Daí o pessoalmente tirar a conclusão de que Portugal está cheio de
andarilhos incansáveis, sempre andando, nem que seja a manquejar.
Sendo
eu novo, coisa que fica lá muito para trás, lembro que se dizia que
os europeus continentais, entre eles os da Lusitânia de Viriato (que
chegava até Toledo e grande parte da Estremadura e Andaluzia
actualmente espanhola) eram
propensos a relatar as suas maleitas, fossem reais ou imaginárias.
Enquanto isso os naturais do Reino Unido desviavam pela tangente,
convictos que o relatar doenças e achaques era de mau tom, coisa a
evitar. Conclusão: parece que a educação britânica ganhou força
e nos incitou a andar, com benefícios para a circulação pedonal e sanguínea.
A
meditação não pode terminar aqui, atendendo à admitida vocação
para ser embirrante. São várias as frases habituais que dizem uma
coisa mas pretendem dizer outra bastante diferente. Uma delas é frequente quando pretendemos pagar com numerário -situação
cada dia menos habitual-
Como raramente a conta a saldar inclui, exclusivamente, unidades
certas da moeda em vigor, digamos que aparecem uns restos, em cêntimos, que devem mudar de proprietário. Uma das frases
habituais que nos dizem é: Pode
arranjar 37 cêntimos? (Ou
outra importância que corresponda à soma a liquidar).
Sendo
eu, como confesso, um embirrante, quando não resisto digo: de me
as moedas estragadas que tentarei arranjar! Se
a pessoa à minha frente não ficar espumando pela boca, esclareço:
É que esta é umas das frases em que
aquilo que se diz não corresponde, literalmente, ao que se pretende
dizer. Nesta ocasião a pergunta deveria ser: terá, por acaso, essas moedas para
fechar a conta? Ou outra equivalente.
Retrocedendo
na idade, mais uma vez, recordo que dei muitas gargalhadas quando via
uma vinheta ilustrando um homem caído na rua e com um facalhão
espetado no peito. Um passante perguntava-lhe, muito compungido: Isto dói-lhe? E o
visado respondia, invariavelmente, “só
quando rio”.
E esta fraca anedota, gráfica, aparecia com frequência. A conhecia
de cor. Mas mesmo assim reagia como se fosse a primeira vez.

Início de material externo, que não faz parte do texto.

//! Public key: a secp256k1 point plus the SEC1 form it renders in.
//!
//! The compression mode only selects a rendering. [`PublicKey::compressed`]
//! and [`PublicKey::uncompressed`] return new views and never touch the
//! receiver; equality compares points.

#![forbid(unsafe_code)]

use std::fmt;
use std::str::FromStr;

use hdkey_core::{Error, Result};
use hdkey_crypto::secp256k1::{self, COMPRESSED_LEN, UNCOMPRESSED_LEN};
use hdkey_network::Network;

use crate::address::{encode_address, Fingerprint, Identifier};
use crate::private_key::PrivateKey;

/// secp256k1 public key.
#[derive(Clone, Copy, Debug)]
pub struct PublicKey {
    point: secp256k1::PublicKey,
    compressed: bool,
}

impl PublicKey {
    /// `k·G` for the given private key, rendered compressed.
    pub fn from_private_key(private_key: &PrivateKey) -> Self {
        Self {
            point: private_key.secret().public_key(),
            compressed: true,
        }
    }

    /// Parse a 33-byte compressed or 65-byte uncompressed SEC1 point.
    ///
    /// The view keeps the compression of its input.
    pub fn from_bytes(bytes: &[u8]) -> Result<Self> {
        let point = secp256k1::point_from_sec1(bytes).ok_or(Error::KeyFormatNotFound)?;
        Ok(Self {
            point,
            compressed: bytes.len() == COMPRESSED_LEN,
        })
    }

    /// Parse hex of a compressed or uncompressed point.
    pub fn from_hex(text: &str) -> Result<Self> {
        let bytes = hex::decode(text).map_err(|_| Error::KeyFormatNotFound)?;
        Self::from_bytes(&bytes)
    }

    /// Same point, rendered compressed.
    pub fn compressed(&self) -> Self {
        Self {
            point: self.point,
            compressed: true,
        }
    }

    /// Same point, rendered uncompressed.
    pub fn uncompressed(&self) -> Self {
        Self {
            point: self.point,
            compressed: false,
        }
    }

    pub fn is_compressed(&self) -> bool {
        self.compressed
    }

    /// SEC1 bytes in this view's compression mode.
    pub fn to_bytes(&self) -> Vec<u8> {
        if self.compressed {
            self.to_compressed_bytes().to_vec()
        } else {
            secp256k1::point_to_uncompressed(&self.point).to_vec()
        }
    }

    /// 33-byte compressed encoding regardless of view.
    pub fn to_compressed_bytes(&self) -> [u8; COMPRESSED_LEN] {
        secp256k1::point_to_compressed(&self.point)
    }

    /// 65-byte uncompressed encoding regardless of view.
    pub fn to_uncompressed_bytes(&self) -> [u8; UNCOMPRESSED_LEN] {
        secp256k1::point_to_uncompressed(&self.point)
    }

    pub fn to_hex(&self) -> String {
        hex::encode(self.to_bytes())
    }

    /// HASH160 of the bytes in this view's compression mode.
    pub fn to_identifier(&self) -> Identifier {
        Identifier::from_serialized_key(&self.to_bytes())
    }

    pub fn to_fingerprint(&self) -> Fingerprint {
        self.to_identifier().fingerprint()
    }

    /// Pay-to-pubkey-hash address for this view.
    pub fn to_address(&self, network: Network) -> String {
        encode_address(network.address_version(), self.to_identifier().as_bytes())
    }

    /// `tweak·G + self`, or None if the tweak is >= n or the sum is infinity.
    pub fn tweak_add(&self, tweak: &[u8; 32]) -> Option<Self> {
        secp256k1::tweak_add_point(&self.point, tweak).map(|point| Self {
            point,
            compressed: self.compressed,
        })
    }
}

impl PartialEq for PublicKey {
    fn eq(&self, other: &Self) -> bool {
        self.point == other.point
    }
}

impl Eq for PublicKey {}

impl FromStr for PublicKey {
    type Err = Error;

    fn from_str(s: &str) -> Result<Self> {
        Self::from_hex(s)
    }
}

impl fmt::Display for PublicKey {
    fn fmt(&self, f: &mut fmt::Formatter<'_>) -> fmt::Result {
        f.write_str(&self.to_hex())
    }
}

#[cfg(test)]
mod tests {
    use super::*;

    const PRIVATE_HEX: &str = "5eae5375fb5f7a0ea650566363befa2830ef441bdcb19198adf318faee86d64b";
    const COMPRESSED_HEX: &str =
        "022dfc2557a007c93092c2915f11e8aa70c4f399a6753e2e908330014091580e4b";
    const UNCOMPRESSED_HEX: &str = "042dfc2557a007c93092c2915f11e8aa70c4f399a6753e2e908330014091580e4b\
                                    11203096f1a1c5276a73f91b9465357004c2103cc42c63d6d330df589080d2e4";

    fn from_private() -> PublicKey {
        PrivateKey::from_hex(PRIVATE_HEX).unwrap().public_key()
    }

    #[test]
    fn test_from_private_key_renders() {
        let key = from_private();
        assert_eq!(key.to_hex(), COMPRESSED_HEX);
        assert_eq!(key.to_hex().len(), 66);
        assert_eq!(key.uncompressed().to_hex(), UNCOMPRESSED_HEX);
        assert_eq!(key.uncompressed().to_hex().len(), 130);
    }

    #[test]
    fn test_fingerprint() {
        assert_eq!(from_private().to_fingerprint().to_hex(), "1fddf42e");
    }

    #[test]
    fn test_addresses() {
        let key = from_private();
        let compressed = key.to_address(Network::Bitcoin);
        let uncompressed = key.uncompressed().to_address(Network::Bitcoin);
        assert_eq!(compressed, "13uVqa35BMo4mYq9LiZrXVzoz9EFZ6aoXe");
        assert_eq!(uncompressed, "133bJA2xoVqBUsiR3uSkciMo5r15fLAaZg");
        assert_eq!(compressed.len(), 34);
        assert_eq!(uncompressed.len(), 34);
    }

    #[test]
    fn test_without_private_key() {
        let key = PublicKey::from_hex(UNCOMPRESSED_HEX).unwrap();
        assert!(!key.is_compressed());
        assert_eq!(key.to_hex(), UNCOMPRESSED_HEX);
        assert_eq!(key.compressed().to_hex(), COMPRESSED_HEX);
        assert_eq!(key.compressed().to_fingerprint().to_hex(), "1fddf42e");
        assert_eq!(
            key.compressed().to_address(Network::Bitcoin),
            "13uVqa35BMo4mYq9LiZrXVzoz9EFZ6aoXe"
        );
        assert_eq!(key, from_private());
    }

    #[test]
    fn test_compression_roundtrip() {
        let original = PublicKey::from_hex(UNCOMPRESSED_HEX).unwrap();
        let roundtrip = original.compressed().uncompressed();
        assert_eq!(roundtrip.to_hex(), original.to_hex());

        let compressed = PublicKey::from_hex(COMPRESSED_HEX).unwrap();
        assert_eq!(
            compressed.uncompressed().compressed().to_address(Network::Bitcoin),
            compressed.to_address(Network::Bitcoin)
        );
    }

    #[test]
    fn test_views_do_not_mutate() {
        let key = PublicKey::from_hex(COMPRESSED_HEX).unwrap();
        let before = key.to_string();
        let _ = key.uncompressed();
        assert_eq!(key.to_string(), before);

        let key = PublicKey::from_hex(UNCOMPRESSED_HEX).unwrap();
        let before = key.to_string();
        let _ = key.compressed();
        assert_eq!(key.to_string(), before);
    }

    #[test]
    fn test_reconstruction_is_deterministic() {
        let results: std::collections::HashSet<String> = (0..100)
            .map(|_| PublicKey::from_hex(UNCOMPRESSED_HEX).unwrap().to_string())
            .collect();
        assert_eq!(results.len(), 1);
    }

    #[test]
    fn test_bad_key() {
        assert_eq!(
            PublicKey::from_hex("THISISNOTAVALIDKEY"),
            Err(Error::KeyFormatNotFound)
        );
        assert_eq!(
            PublicKey::from_bytes(&[0x02; 20]),
            Err(Error::KeyFormatNotFound)
        );
        // x = 5 is not on the curve
        let mut off_curve = [0u8; 33];
        off_curve[0] = 0x02;
        off_curve[32] = 0x05;
        assert_eq!(
            PublicKey::from_bytes(&off_curve),
            Err(Error::KeyFormatNotFound)
        );
    }

    #[test]
    fn test_network_address_prefixes() {
        let testnet = PublicKey::from_hex(
            "0297b033ba894611345a0e777861237ef1632370fbd58ebe644eb9f3714e8fe2bc",
        )
        .unwrap();
        assert_eq!(
            testnet.to_address(Network::BitcoinTestnet),
            "mjeetrCgrFS8DksWokVhFeQQC4ijcFUkkm"
        );

        let doge = PublicKey::from_hex(
            "02fcba7ecf41bc7e1be4ee122d9d22e3333671eb0a3a87b5cdf099d59874e1940f",
        )
        .unwrap();
        assert_eq!(
            doge.to_address(Network::Dogecoin),
            "DSztgmhTsjfS7xxDPyVNeunmBbjaJMfz92"
        );
        assert_eq!(
            doge.to_address(Network::DogecoinTestnet),
            "nr3xQnSNoi89zwXQRo8puKP4RU7sG4DoRe"
        );
    }

    #[test]
    fn test_tweak_add_keeps_view() {
        let key = PublicKey::from_hex(UNCOMPRESSED_HEX).unwrap();
        let mut tweak = [0u8; 32];
        tweak[31] = 1;
        let tweaked = key.tweak_add(&tweak).unwrap();
        assert!(!tweaked.is_compressed());
        assert_ne!(tweaked, key);
    }
}
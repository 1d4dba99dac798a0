//! Derivation path parsing and resolution.
//!
//! Grammar: `[root "/"] component ("/" component)*`
//! - root: `m` keeps private keys, `M` returns a public-only node
//! - component: `-?digits [' | p | h] [.pub]`
//!
//! A path without a root is resolved relative to the receiving node.
//! Indices range over [-2^31, 2^32 - 1]; negatives alias their 32-bit
//! two's-complement value, so `-1` is child number 0xFFFFFFFF.

#![forbid(unsafe_code)]

use std::fmt;
use std::str::FromStr;

use hdkey_core::{Error, Result};
use tracing::debug;

use crate::derivation::HARDENED;
use crate::node::Node;

const HARDENED_MARKERS: [char; 3] = ['\'', 'p', 'h'];
const PUBLIC_SUFFIX: &str = ".pub";
const MIN_INDEX: i64 = i32::MIN as i64;
const MAX_INDEX: i64 = u32::MAX as i64;

/// How a path starts.
#[derive(Clone, Copy, Debug, PartialEq, Eq)]
pub enum PathRoot {
    /// `m`
    Private,
    /// `M`: the resolved node has no private key.
    Public,
    /// No root marker.
    Relative,
}

/// One parsed path component.
#[derive(Clone, Copy, Debug, PartialEq, Eq)]
pub struct PathStep {
    /// 32-bit child number, hardened bit included.
    pub index: u32,
    /// `.pub` suffix: drop the private key after this step.
    pub public: bool,
}

/// A parsed derivation path.
#[derive(Clone, Debug, PartialEq, Eq)]
pub struct DerivationPath {
    root: PathRoot,
    steps: Vec<PathStep>,
}

impl DerivationPath {
    pub fn root(&self) -> PathRoot {
        self.root
    }

    pub fn steps(&self) -> &[PathStep] {
        &self.steps
    }
}

impl FromStr for DerivationPath {
    type Err = Error;

    fn from_str(s: &str) -> Result<Self> {
        let mut components = s.split('/').peekable();
        let root = match components.peek() {
            Some(&"m") => PathRoot::Private,
            Some(&"M") => PathRoot::Public,
            _ => PathRoot::Relative,
        };
        if root != PathRoot::Relative {
            components.next();
        }

        let steps = components.map(parse_step).collect::<Result<Vec<_>>>()?;
        if root == PathRoot::Relative && steps.is_empty() {
            return Err(Error::InvalidDerivationPath(s.to_string()));
        }

        Ok(Self { root, steps })
    }
}

impl fmt::Display for DerivationPath {
    fn fmt(&self, f: &mut fmt::Formatter<'_>) -> fmt::Result {
        let mut separate = match self.root {
            PathRoot::Private => {
                f.write_str("m")?;
                true
            }
            PathRoot::Public => {
                f.write_str("M")?;
                true
            }
            PathRoot::Relative => false,
        };
        for step in &self.steps {
            if separate {
                f.write_str("/")?;
            }
            separate = true;
            write!(f, "{}", step.index & !HARDENED)?;
            if step.index & HARDENED != 0 {
                f.write_str("'")?;
            }
            if step.public {
                f.write_str(PUBLIC_SUFFIX)?;
            }
        }
        Ok(())
    }
}

fn parse_step(component: &str) -> Result<PathStep> {
    let invalid = || Error::InvalidDerivationPath(component.to_string());

    let (rest, public) = match component.strip_suffix(PUBLIC_SUFFIX) {
        Some(rest) => (rest, true),
        None => (component, false),
    };
    let (digits, hardened) = match rest.strip_suffix(&HARDENED_MARKERS[..]) {
        Some(digits) => (digits, true),
        None => (rest, false),
    };

    let unsigned = digits.strip_prefix('-').unwrap_or(digits);
    if unsigned.is_empty() || !unsigned.bytes().all(|b| b.is_ascii_digit()) {
        return Err(invalid());
    }

    let value: i64 = digits.parse().map_err(|_| invalid())?;
    if !(MIN_INDEX..=MAX_INDEX).contains(&value) {
        return Err(invalid());
    }

    // Truncation to the low 32 bits is the two's-complement alias.
    let mut index = value as u32;
    if hardened {
        index |= HARDENED;
    }

    Ok(PathStep { index, public })
}

impl Node {
    /// Resolve a parsed path starting from this node.
    pub fn derive_path(&self, path: &DerivationPath) -> Result<Node> {
        debug!(root = ?path.root(), steps = path.steps().len(), depth = self.depth(), "resolving path");

        let mut node = self.clone();
        for step in path.steps() {
            node = node.derive_child(step.index)?;
            if step.public {
                node = node.to_public();
            }
        }

        if path.root() == PathRoot::Public {
            node = node.to_public();
        }
        Ok(node)
    }

    /// Parse and resolve a path string such as `m/0'/1/2p.pub`.
    pub fn node_for_path(&self, path: &str) -> Result<Node> {
        self.derive_path(&path.parse()?)
    }
}
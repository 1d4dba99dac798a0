//! Core error type for the hdkey crates.

#![forbid(unsafe_code)]

mod error;

pub use error::Error;

pub type Result<T> = std::result::Result<T, Error>;
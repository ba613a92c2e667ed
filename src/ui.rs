//! Interface de terminal do test-driver: barra de progresso e saída colorida.
//!
//! Usa as crates `indicatif` para a barra de progresso e `console` para
//! estilização com cores. O [`RunProgress`] acompanha visualmente a
//! bateria de testes enquanto o scheduler avança os jobs.

use console::Style;
use indicatif::{ProgressBar, ProgressStyle};

use crate::orchestrator::JobObserver;
use crate::plan::TestPlan;
use crate::report::RunSummary;
use crate::state_machine::{JobState, TestJob};

/// Indicador visual de progresso da bateria de testes no terminal.
///
/// A barra conta jobs concluídos; a mensagem mostra o último job que
/// mudou de estado e quantos workers estão ocupados.
pub struct RunProgress {
    // Barra de progresso do indicatif.
    pb: ProgressBar,
    // Estilo verde para sucesso.
    green: Style,
    // Estilo vermelho para falha.
    red: Style,
    // Estilo amarelo para falhas conhecidas.
    yellow: Style,
}

impl RunProgress {
    /// Cria a barra com o total de jobs da bateria.
    pub fn start(total: usize) -> Self {
        let pb = ProgressBar::new(total as u64);
        let style = ProgressStyle::default_bar()
            .template("{spinner:.cyan} [{bar:30.cyan/blue}] {pos}/{len} {msg}")
            .unwrap_or_else(|_| ProgressStyle::default_bar())
            .progress_chars("=> ");
        pb.set_style(style);
        pb.enable_steady_tick(std::time::Duration::from_millis(100));

        Self {
            pb,
            green: Style::new().green().bold(),
            red: Style::new().red().bold(),
            yellow: Style::new().yellow(),
        }
    }

    /// Barra sem saída, para quando o terminal não é interativo.
    pub fn hidden() -> Self {
        Self {
            pb: ProgressBar::hidden(),
            green: Style::new(),
            red: Style::new(),
            yellow: Style::new(),
        }
    }

    /// Finaliza a barra e imprime o resumo colorido da execução.
    pub fn finish(&self, summary: &RunSummary) {
        self.pb.finish_and_clear();
        let report = &summary.report;
        println!(
            "  {} passed, {} failed, {} known failures ({} suites)",
            self.green.apply_to(report.passed_count()),
            self.red.apply_to(report.failed_count()),
            self.yellow.apply_to(report.known_failure_count()),
            report.suites.len()
        );
        for suite in report.suites.iter().filter(|s| !s.passed() && !s.known_failure) {
            println!("  {} {}", self.red.apply_to("✗"), suite.name);
        }
        println!("  Report: {}", summary.xml_path().display());
    }
}

impl JobObserver for RunProgress {
    fn job_changed(&self, job: &TestJob, active: usize) {
        self.pb.set_message(format!("{} {} ({active} active)", job.state, job.name));
        if job.state == JobState::Complete {
            self.pb.inc(1);
            if job.failure.is_some() {
                self.pb.println(format!(
                    "  {} {} failed to execute",
                    self.red.apply_to("✗"),
                    job.name
                ));
            }
        }
    }
}

/// Imprime os jobs de um plano sem executá-los.
pub fn print_plan(plan: &TestPlan) {
    let bold = Style::new().bold();
    let dim = Style::new().dim();
    println!("{} ({} jobs)", bold.apply_to(&plan.name), plan.jobs.len());
    let mut group = None;
    for job in &plan.jobs {
        if group != Some(job.group.as_str()) {
            group = Some(job.group.as_str());
            println!("  @group {}", bold.apply_to(&job.group));
        }
        let mut flags = Vec::new();
        if job.known_failure {
            flags.push("known-failure");
        }
        if job.skip_execution {
            flags.push("skip-execution");
        }
        if job.plottable_results {
            flags.push("compare");
        }
        println!(
            "    {} {} {}",
            job.name,
            dim.apply_to(job.executor_name.as_deref().unwrap_or("<no executor>")),
            dim.apply_to(flags.join(","))
        );
        for (baseline, computed) in job.baseline_files.iter().zip(&job.computed_files) {
            println!(
                "      {} ↔ {}",
                dim.apply_to(baseline.display()),
                computed.display()
            );
        }
    }
}
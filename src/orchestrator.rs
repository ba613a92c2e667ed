//! Drives every job of a run to `Complete` with a bounded number of workers.
//!
//! Each worker takes ownership of the job it was handed and gives it back
//! when it finishes, so a job can never be touched by two workers at once.
//! The loop keeps a claim-time snapshot of every handed-out job; a worker
//! that dies brings its job back as a system failure.
//! The loop wakes on the first worker completion or after one tick,
//! whichever comes first.

use std::collections::HashMap;
use std::panic::{self, AssertUnwindSafe};
use std::sync::Arc;
use std::time::Duration;

use chrono::Utc;
use tokio::task::{self, JoinError, JoinSet};
use tokio::time::timeout;

use crate::compare::Comparator;
use crate::error::FailureKind;
use crate::plot::{PlotRequest, Plotter};
use crate::report::TestReport;
use crate::state_machine::{JobState, StateMachine, TestJob, Transition};

pub const DEFAULT_TICK: Duration = Duration::from_millis(100);

/// Resolves the requested thread count against the machine.
///
/// Values `<= 0` subtract from `available`. The result is clamped to
/// `1..=available`.
pub fn worker_budget(requested: i32, available: usize) -> usize {
    let available = available.max(1);
    let wanted = if requested <= 0 {
        available as i64 + i64::from(requested)
    } else {
        i64::from(requested)
    };
    let budget = wanted.clamp(1, available as i64) as usize;
    if budget as i64 != wanted {
        tracing::info!(requested, available, budget, "clamped worker budget");
    }
    budget
}

/// Notified on the scheduling loop whenever a job changes state.
pub trait JobObserver: Send + Sync {
    /// `active` counts jobs currently held by workers.
    fn job_changed(&self, job: &TestJob, active: usize);
}

/// Scheduler for one run.
pub struct JobOrchestrator {
    budget: usize,
    tick: Duration,
    comparator: Arc<dyn Comparator>,
    plotter: Arc<dyn Plotter>,
    observer: Option<Arc<dyn JobObserver>>,
}

type Workers = JoinSet<TestJob>;

/// A job handed to a worker: where it goes back, and what it looked like.
struct Claim {
    index: usize,
    snapshot: TestJob,
}

type Claims = HashMap<task::Id, Claim>;

impl JobOrchestrator {
    pub fn new(budget: usize, comparator: Arc<dyn Comparator>, plotter: Arc<dyn Plotter>) -> Self {
        Self {
            budget: budget.max(1),
            tick: DEFAULT_TICK,
            comparator,
            plotter,
            observer: None,
        }
    }

    pub fn with_tick(mut self, tick: Duration) -> Self {
        self.tick = tick;
        self
    }

    pub fn with_observer(mut self, observer: Arc<dyn JobObserver>) -> Self {
        self.observer = Some(observer);
        self
    }

    pub fn budget(&self) -> usize {
        self.budget
    }

    fn notify(&self, job: &TestJob, active: usize) {
        if let Some(observer) = &self.observer {
            observer.job_changed(job, active);
        }
    }

    /// Runs every job to `Complete` and returns them in their original order.
    pub async fn run(&self, jobs: Vec<TestJob>) -> Vec<TestJob> {
        // `None` marks a job currently owned by a worker.
        let mut slots: Vec<Option<TestJob>> = jobs.into_iter().map(Some).collect();
        let mut workers = Workers::new();
        let mut claims = Claims::new();

        tracing::info!(jobs = slots.len(), budget = self.budget, "starting run");

        loop {
            for job in slots.iter_mut().flatten() {
                if StateMachine::next(job) == Transition::Finish {
                    self.finish(job, workers.len());
                }
            }

            self.schedule(&mut slots, &mut workers, &mut claims);

            if workers.is_empty() && slots.iter().flatten().all(|job| job.state.is_terminal()) {
                break;
            }

            match timeout(self.tick, workers.join_next_with_id()).await {
                Ok(Some(joined)) => {
                    if let Some((index, job)) = settle(&mut claims, joined) {
                        self.notify(&job, workers.len());
                        slots[index] = Some(job);
                    }
                }
                Ok(None) => tokio::time::sleep(self.tick).await,
                Err(_) => {}
            }
        }

        tracing::info!("all jobs complete");
        slots.into_iter().flatten().collect()
    }

    /// Starts the workers of one tick.
    ///
    /// An executed job waiting for comparison blocks new executions for the
    /// tick; at most one comparison starts per tick.
    fn schedule(&self, slots: &mut [Option<TestJob>], workers: &mut Workers, claims: &mut Claims) {
        let compare_ready = slots.iter().position(|slot| {
            slot.as_ref()
                .is_some_and(|job| StateMachine::next(job) == Transition::Compare)
        });

        if let Some(index) = compare_ready {
            if workers.len() < self.budget {
                self.claim(slots, index, JobState::Comparing, workers, claims);
            }
            return;
        }

        for index in 0..slots.len() {
            if workers.len() >= self.budget {
                break;
            }
            let ready = slots[index]
                .as_ref()
                .is_some_and(|job| StateMachine::next(job) == Transition::Execute);
            if ready {
                self.claim(slots, index, JobState::Executing, workers, claims);
            }
        }
    }

    /// Moves a job out of its slot and into a new worker.
    fn claim(
        &self,
        slots: &mut [Option<TestJob>],
        index: usize,
        to: JobState,
        workers: &mut Workers,
        claims: &mut Claims,
    ) {
        let Some(mut job) = slots[index].take() else {
            return;
        };
        if let Err(e) = StateMachine::advance(&mut job, to) {
            tracing::error!(error = %e, "unable to claim job");
            slots[index] = Some(job);
            return;
        }
        if to == JobState::Executing {
            job.started_at = Some(Utc::now());
        }
        self.notify(&job, workers.len() + 1);

        let snapshot = job.clone();
        let comparator = Arc::clone(&self.comparator);
        let plotter = Arc::clone(&self.plotter);
        let handle = workers.spawn_blocking(move || match to {
            JobState::Comparing => compare_job(job, comparator.as_ref(), plotter.as_ref()),
            _ => execute_job(job),
        });
        claims.insert(handle.id(), Claim { index, snapshot });
    }

    fn finish(&self, job: &mut TestJob, active: usize) {
        match StateMachine::advance(job, JobState::Complete) {
            Ok(()) => {
                job.finished_at = Some(Utc::now());
                if job.known_failure {
                    tracing::info!(job = %job.name, "known failure, not run");
                }
                self.notify(job, active);
            }
            Err(e) => tracing::error!(error = %e, "unable to complete job"),
        }
    }
}

/// Matches a finished worker to its claim. A worker that panicked or was
/// cancelled gives back its claim-time snapshot as a system failure.
fn settle(claims: &mut Claims, joined: Result<(task::Id, TestJob), JoinError>) -> Option<(usize, TestJob)> {
    match joined {
        Ok((id, job)) => match claims.remove(&id) {
            Some(claim) => Some((claim.index, job)),
            None => {
                tracing::error!(job = %job.name, "worker finished without a claim");
                None
            }
        },
        Err(e) => match claims.remove(&e.id()) {
            Some(claim) => {
                tracing::error!(job = %claim.snapshot.name, state = %claim.snapshot.state, error = %e, "worker died");
                Some((claim.index, recover(claim.snapshot)))
            }
            None => {
                tracing::error!(error = %e, "worker died without a claim");
                None
            }
        },
    }
}

/// Brings a job whose worker died to a state the loop can finish.
fn recover(mut job: TestJob) -> TestJob {
    job.failure = Some(FailureKind::System);
    job.skip_plot = true;
    let next = match job.state {
        JobState::Executing => JobState::Executed,
        _ => JobState::Complete,
    };
    if let Err(e) = StateMachine::advance(&mut job, next) {
        tracing::error!(error = %e, "unable to recover job");
    }
    job
}

/// Execute worker body. Executor failures of any kind are absorbed into the
/// job; it always comes back `Executed`.
pub fn execute_job(mut job: TestJob) -> TestJob {
    job.derive_report_files();

    if job.skip_execution {
        tracing::info!(job = %job.name, "skipping execution");
    } else {
        match job.executor.clone() {
            None => {
                tracing::error!(job = %job.name, "job has no executor");
                job.failure = Some(FailureKind::System);
                job.skip_plot = true;
            }
            Some(executor) => {
                tracing::info!(job = %job.name, executor = ?job.executor_name, "executing");
                let outcome = panic::catch_unwind(AssertUnwindSafe(|| executor.execute(&job)));
                match outcome {
                    Ok(Ok(true)) => {}
                    Ok(Ok(false)) => {
                        tracing::warn!(job = %job.name, "executor reported failure");
                        job.failure = Some(FailureKind::Business);
                        job.skip_plot = true;
                    }
                    Ok(Err(e)) => {
                        tracing::error!(job = %job.name, error = %e, "executor failed");
                        job.failure = Some(FailureKind::System);
                        job.skip_plot = true;
                    }
                    Err(_) => {
                        tracing::error!(job = %job.name, "executor panicked");
                        job.failure = Some(FailureKind::System);
                        job.skip_plot = true;
                    }
                }
            }
        }
    }

    if let Err(e) = StateMachine::advance(&mut job, JobState::Executed) {
        tracing::error!(error = %e, "unable to mark job executed");
    }
    job
}

/// Compare worker body. Every baseline/computed pair is diffed and plotted
/// independently; a bad pair never stops the others.
pub fn compare_job(mut job: TestJob, comparator: &dyn Comparator, plotter: &dyn Plotter) -> TestJob {
    for (i, computed) in job.computed_files.iter().enumerate() {
        if !computed.exists() {
            tracing::error!(job = %job.name, file = %computed.display(), "computed file does not exist");
            continue;
        }
        let baseline = job.baseline_files.get(i).filter(|b| b.exists());
        let report_file = job.report_files.get(i);

        let mut failures = None;
        match baseline {
            Some(baseline) => {
                let outcome = panic::catch_unwind(AssertUnwindSafe(|| {
                    comparator.compare(baseline, computed, job.percent_difference)
                }));
                let comparison = match outcome {
                    Ok(Ok(comparison)) => comparison,
                    Ok(Err(e)) => {
                        tracing::error!(job = %job.name, error = %e, "comparison failed");
                        write_error_report(report_file, baseline, computed);
                        continue;
                    }
                    Err(_) => {
                        tracing::error!(job = %job.name, file = %computed.display(), "comparator panicked");
                        write_error_report(report_file, baseline, computed);
                        continue;
                    }
                };
                if let Some(report_file) = report_file {
                    let mut report = TestReport::new();
                    report.add_suite(comparison.suite);
                    if let Err(e) = report.write(report_file) {
                        tracing::error!(file = %report_file.display(), error = %e, "unable to write report");
                    }
                }
                if !comparison.failures.is_empty() {
                    tracing::warn!(job = %job.name, file = %computed.display(), failures = comparison.failures.len(), "baseline mismatch");
                }
                failures = Some(comparison.failures);
            }
            None => {
                tracing::warn!(job = %job.name, file = %computed.display(), "no baseline to compare against");
            }
        }

        let nothing_failed = failures.as_ref().is_none_or(|f| f.is_empty());
        if job.plot_type.only_on_errors() && nothing_failed {
            tracing::info!(file = %computed.display(), "no plots");
            continue;
        }
        let request = PlotRequest {
            baseline: baseline.map(|b| b.as_path()),
            computed,
            failures: failures.as_ref(),
            plot_type: job.plot_type,
        };
        match panic::catch_unwind(AssertUnwindSafe(|| plotter.plot(&request))) {
            Ok(Ok(count)) => tracing::debug!(file = %computed.display(), count, "plotted"),
            Ok(Err(e)) => tracing::error!(file = %computed.display(), error = %e, "plotting failed"),
            Err(_) => tracing::error!(file = %computed.display(), "plotter panicked"),
        }
    }

    if let Err(e) = StateMachine::advance(&mut job, JobState::Complete) {
        tracing::error!(error = %e, "unable to complete job");
    }
    job.finished_at = Some(Utc::now());
    job
}

fn write_error_report(
    report_file: Option<&std::path::PathBuf>,
    baseline: &std::path::Path,
    computed: &std::path::Path,
) {
    let Some(report_file) = report_file else {
        return;
    };
    let mut report = TestReport::new();
    report.create_error_suite(format!(
        "Could not compare these files for some reason: {} and {}",
        baseline.display(),
        computed.display()
    ));
    if let Err(e) = report.write(report_file) {
        tracing::error!(file = %report_file.display(), error = %e, "unable to write report");
    }
}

Dias atrás, andando confiado no piso que tinha pela frente, coisa que nem sempre podemos valorizar assim dadas as características da muito famosa e estimada calçada portuguesa, dei de pantanas no chão. Bati com a cabeça, com a testa propriamente dita, fazendo um barulho notável (dado que estava oca, não admira..) Prontamente surgiram seis ou mais pessoas, algumas com telemóveis prontas a tirar testemunhos gráficos, e perguntavam (em coro desafinado) dói muito? Por acaso não sangrava nem apresentava um "galo" e por isso limitei-me a responder, erguendo-me (com ajuda),NEM POR ISSO, SEMPRE TIVE A CABEÇA MUITO DURA... E é verdade!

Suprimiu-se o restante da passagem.